> [TASK TO CARRY OUT]: Among the records below, find each line containing the word "Returns" and copy it.

> [LISTED ENTRIES]:

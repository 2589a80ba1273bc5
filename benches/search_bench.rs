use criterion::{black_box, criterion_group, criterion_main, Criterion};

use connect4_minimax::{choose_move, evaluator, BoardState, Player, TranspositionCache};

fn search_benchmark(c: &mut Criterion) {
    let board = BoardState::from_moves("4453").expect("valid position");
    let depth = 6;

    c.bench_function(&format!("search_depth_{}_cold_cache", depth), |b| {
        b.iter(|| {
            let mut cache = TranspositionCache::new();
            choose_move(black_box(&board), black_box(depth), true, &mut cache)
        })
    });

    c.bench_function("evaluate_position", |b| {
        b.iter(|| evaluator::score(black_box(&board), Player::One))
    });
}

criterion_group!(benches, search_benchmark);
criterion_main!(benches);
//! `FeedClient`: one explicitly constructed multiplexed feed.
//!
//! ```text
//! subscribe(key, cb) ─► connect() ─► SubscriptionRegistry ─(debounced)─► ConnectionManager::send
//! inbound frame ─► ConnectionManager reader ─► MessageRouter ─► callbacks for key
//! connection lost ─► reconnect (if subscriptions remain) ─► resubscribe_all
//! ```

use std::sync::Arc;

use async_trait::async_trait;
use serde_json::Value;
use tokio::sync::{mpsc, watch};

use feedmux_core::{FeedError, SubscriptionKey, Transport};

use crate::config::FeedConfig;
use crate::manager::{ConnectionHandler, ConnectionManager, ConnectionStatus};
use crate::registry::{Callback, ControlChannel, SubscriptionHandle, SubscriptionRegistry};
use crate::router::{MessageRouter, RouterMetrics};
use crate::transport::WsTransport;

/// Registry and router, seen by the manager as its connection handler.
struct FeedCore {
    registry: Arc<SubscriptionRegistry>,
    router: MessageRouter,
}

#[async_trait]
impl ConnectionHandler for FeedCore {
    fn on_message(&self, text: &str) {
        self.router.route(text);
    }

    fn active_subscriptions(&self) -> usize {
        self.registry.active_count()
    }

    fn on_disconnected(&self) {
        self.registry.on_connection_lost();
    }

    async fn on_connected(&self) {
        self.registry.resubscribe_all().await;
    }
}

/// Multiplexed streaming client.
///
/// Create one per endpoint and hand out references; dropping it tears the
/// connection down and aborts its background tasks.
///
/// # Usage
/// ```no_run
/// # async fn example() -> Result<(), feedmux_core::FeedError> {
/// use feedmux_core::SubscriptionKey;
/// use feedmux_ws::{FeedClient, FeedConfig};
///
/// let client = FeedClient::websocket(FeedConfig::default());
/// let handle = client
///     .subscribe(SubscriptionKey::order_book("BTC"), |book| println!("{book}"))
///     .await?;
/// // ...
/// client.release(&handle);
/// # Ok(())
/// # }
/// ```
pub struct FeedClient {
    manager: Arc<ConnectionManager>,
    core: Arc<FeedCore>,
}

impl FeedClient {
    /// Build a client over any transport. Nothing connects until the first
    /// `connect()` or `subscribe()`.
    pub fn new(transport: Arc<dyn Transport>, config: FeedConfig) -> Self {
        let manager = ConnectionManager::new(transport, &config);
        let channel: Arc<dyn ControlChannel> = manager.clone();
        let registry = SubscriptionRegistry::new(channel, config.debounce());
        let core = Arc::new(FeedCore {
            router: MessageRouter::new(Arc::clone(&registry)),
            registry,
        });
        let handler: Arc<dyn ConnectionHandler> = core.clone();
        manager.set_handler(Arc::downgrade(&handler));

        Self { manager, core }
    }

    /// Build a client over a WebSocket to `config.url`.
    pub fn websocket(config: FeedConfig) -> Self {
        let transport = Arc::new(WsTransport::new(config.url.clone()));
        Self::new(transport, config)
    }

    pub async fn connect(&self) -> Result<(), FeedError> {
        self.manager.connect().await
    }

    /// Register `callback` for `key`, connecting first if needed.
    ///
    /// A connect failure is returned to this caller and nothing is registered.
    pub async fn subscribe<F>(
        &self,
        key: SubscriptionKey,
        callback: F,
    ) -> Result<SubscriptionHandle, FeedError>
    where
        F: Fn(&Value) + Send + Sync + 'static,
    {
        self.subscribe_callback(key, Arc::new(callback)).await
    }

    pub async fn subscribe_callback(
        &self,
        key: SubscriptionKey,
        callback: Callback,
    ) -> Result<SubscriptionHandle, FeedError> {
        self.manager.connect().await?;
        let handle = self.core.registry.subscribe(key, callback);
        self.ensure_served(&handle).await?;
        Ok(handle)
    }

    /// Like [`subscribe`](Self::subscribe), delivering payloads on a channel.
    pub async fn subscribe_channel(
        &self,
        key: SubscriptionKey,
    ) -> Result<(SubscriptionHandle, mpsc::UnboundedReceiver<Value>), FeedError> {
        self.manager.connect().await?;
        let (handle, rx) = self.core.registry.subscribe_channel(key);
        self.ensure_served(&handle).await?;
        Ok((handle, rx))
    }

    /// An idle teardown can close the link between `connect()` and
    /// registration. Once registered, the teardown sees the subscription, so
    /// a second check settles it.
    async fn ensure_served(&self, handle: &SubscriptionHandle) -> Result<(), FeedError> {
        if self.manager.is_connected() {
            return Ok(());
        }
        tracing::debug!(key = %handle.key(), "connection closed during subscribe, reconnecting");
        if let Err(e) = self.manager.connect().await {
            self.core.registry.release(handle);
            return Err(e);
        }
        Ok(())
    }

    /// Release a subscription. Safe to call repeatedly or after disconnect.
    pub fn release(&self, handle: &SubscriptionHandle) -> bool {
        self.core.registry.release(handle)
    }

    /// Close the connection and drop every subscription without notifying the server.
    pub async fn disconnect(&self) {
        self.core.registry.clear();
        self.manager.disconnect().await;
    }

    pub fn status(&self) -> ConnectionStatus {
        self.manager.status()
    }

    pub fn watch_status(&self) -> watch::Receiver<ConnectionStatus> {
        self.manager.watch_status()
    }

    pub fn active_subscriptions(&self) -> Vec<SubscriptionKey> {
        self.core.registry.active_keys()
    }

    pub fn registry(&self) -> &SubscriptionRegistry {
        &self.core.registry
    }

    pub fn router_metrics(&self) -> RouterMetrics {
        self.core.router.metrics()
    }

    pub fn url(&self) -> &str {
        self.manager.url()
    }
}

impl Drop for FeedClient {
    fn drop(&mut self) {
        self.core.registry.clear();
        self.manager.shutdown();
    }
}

---

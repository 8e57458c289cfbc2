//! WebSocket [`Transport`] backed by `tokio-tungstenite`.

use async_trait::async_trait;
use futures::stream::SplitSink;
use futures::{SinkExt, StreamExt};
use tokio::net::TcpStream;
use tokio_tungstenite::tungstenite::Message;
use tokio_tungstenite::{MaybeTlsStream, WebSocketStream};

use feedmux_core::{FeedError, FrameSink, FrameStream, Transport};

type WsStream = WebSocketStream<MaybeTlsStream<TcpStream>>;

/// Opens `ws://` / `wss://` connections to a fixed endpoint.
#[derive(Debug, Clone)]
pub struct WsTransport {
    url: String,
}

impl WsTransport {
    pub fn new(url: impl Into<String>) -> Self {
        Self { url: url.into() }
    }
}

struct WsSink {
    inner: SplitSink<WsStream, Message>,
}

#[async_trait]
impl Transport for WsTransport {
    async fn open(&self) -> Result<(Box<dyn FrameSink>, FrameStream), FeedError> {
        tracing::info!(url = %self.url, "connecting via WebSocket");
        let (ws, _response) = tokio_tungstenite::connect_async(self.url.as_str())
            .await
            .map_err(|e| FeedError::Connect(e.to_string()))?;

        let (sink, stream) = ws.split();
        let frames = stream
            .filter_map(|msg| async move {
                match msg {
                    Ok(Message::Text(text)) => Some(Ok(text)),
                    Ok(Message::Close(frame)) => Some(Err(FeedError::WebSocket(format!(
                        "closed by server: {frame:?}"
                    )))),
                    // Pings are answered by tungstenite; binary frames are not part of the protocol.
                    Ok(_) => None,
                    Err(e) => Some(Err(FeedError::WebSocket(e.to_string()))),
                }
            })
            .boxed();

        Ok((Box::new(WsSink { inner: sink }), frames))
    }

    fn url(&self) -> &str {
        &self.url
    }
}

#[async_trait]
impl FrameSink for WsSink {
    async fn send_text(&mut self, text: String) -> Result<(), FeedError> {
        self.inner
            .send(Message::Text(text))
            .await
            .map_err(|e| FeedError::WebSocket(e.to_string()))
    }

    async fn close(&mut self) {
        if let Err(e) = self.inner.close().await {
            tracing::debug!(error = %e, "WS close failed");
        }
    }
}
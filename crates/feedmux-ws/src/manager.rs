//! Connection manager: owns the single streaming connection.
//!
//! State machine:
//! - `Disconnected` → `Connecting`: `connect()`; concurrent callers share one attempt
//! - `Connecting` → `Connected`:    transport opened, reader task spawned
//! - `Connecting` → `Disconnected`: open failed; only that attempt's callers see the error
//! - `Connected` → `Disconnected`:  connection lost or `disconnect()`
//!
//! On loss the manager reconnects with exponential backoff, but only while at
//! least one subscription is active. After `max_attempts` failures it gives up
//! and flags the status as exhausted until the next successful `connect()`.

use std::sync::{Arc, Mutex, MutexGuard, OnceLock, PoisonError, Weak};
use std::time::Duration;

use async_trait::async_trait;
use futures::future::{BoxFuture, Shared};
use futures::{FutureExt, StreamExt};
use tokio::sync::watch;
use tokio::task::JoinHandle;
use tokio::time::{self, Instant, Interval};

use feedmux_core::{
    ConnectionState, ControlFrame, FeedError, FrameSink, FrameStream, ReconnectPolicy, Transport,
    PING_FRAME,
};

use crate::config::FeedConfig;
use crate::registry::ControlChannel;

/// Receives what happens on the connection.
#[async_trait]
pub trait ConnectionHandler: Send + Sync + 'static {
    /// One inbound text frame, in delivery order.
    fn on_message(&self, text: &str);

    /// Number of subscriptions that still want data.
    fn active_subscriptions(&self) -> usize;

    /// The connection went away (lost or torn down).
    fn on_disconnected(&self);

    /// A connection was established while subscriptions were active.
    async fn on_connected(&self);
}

---

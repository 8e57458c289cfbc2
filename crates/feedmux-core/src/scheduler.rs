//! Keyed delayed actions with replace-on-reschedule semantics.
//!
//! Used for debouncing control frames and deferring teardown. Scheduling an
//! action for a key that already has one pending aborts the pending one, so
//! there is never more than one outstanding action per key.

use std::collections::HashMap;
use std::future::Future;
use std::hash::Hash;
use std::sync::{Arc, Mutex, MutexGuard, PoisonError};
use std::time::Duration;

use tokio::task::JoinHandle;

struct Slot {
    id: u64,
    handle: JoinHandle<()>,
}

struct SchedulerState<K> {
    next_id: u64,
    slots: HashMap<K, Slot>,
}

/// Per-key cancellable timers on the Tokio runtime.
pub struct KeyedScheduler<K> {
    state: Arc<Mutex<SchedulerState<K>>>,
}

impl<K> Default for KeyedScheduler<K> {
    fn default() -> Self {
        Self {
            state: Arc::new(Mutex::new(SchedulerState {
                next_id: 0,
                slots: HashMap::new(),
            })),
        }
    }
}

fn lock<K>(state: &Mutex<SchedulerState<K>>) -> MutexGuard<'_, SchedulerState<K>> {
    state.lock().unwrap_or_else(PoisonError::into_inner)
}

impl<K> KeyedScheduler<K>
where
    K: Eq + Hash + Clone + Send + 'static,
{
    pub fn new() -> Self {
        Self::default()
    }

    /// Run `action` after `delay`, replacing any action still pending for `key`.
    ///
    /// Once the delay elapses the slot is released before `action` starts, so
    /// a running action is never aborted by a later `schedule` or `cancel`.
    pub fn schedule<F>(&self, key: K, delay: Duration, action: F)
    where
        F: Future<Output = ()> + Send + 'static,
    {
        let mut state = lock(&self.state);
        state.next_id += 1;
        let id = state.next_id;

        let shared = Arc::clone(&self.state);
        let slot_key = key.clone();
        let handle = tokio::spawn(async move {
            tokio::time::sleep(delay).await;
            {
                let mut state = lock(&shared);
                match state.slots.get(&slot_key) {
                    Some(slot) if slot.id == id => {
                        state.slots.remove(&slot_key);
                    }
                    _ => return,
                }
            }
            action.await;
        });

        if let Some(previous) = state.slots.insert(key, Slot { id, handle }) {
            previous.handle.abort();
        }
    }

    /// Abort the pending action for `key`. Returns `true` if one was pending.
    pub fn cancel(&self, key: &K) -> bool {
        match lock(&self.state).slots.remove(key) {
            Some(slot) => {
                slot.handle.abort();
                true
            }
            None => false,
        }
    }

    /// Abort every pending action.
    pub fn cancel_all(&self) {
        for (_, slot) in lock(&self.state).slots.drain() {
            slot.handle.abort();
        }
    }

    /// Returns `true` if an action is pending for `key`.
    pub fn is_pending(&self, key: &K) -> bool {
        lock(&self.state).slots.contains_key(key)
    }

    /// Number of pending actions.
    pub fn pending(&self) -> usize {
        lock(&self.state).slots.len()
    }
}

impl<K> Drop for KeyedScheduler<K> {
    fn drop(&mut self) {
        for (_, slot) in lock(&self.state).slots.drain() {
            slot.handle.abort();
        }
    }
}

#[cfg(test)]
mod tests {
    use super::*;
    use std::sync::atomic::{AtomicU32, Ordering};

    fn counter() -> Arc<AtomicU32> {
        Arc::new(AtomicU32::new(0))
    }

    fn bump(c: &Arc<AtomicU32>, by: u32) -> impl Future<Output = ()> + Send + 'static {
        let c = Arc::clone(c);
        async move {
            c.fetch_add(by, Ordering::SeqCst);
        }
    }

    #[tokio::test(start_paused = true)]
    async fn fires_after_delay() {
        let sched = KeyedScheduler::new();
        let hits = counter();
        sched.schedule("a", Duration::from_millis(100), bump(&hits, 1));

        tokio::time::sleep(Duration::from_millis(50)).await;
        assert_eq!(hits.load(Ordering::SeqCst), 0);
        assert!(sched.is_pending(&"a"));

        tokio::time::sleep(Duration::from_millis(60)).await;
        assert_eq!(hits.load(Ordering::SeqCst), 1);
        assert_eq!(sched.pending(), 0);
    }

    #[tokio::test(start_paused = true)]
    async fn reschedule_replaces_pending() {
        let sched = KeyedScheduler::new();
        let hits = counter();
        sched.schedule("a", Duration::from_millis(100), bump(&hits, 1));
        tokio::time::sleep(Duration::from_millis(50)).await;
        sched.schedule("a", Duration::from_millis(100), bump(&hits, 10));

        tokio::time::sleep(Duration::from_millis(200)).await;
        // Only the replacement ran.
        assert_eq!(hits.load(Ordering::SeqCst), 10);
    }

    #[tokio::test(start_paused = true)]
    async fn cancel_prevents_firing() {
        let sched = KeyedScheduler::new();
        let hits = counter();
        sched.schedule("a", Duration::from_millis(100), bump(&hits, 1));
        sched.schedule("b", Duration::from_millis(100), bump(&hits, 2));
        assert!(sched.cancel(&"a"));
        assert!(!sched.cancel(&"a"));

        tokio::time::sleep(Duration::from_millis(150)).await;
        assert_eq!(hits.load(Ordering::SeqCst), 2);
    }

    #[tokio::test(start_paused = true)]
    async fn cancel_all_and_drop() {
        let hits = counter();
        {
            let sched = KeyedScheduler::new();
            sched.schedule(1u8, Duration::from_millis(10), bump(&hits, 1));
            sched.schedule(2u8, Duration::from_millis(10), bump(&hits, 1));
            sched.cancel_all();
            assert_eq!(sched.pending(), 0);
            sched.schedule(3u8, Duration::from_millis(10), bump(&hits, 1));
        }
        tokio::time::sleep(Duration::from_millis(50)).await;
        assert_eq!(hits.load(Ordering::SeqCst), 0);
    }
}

> [TASK RESPONSE]:
    /// Abort the pending action for `key`. Returns `true` if one was pending.
    /// Returns `true` if an action is pending for `key`.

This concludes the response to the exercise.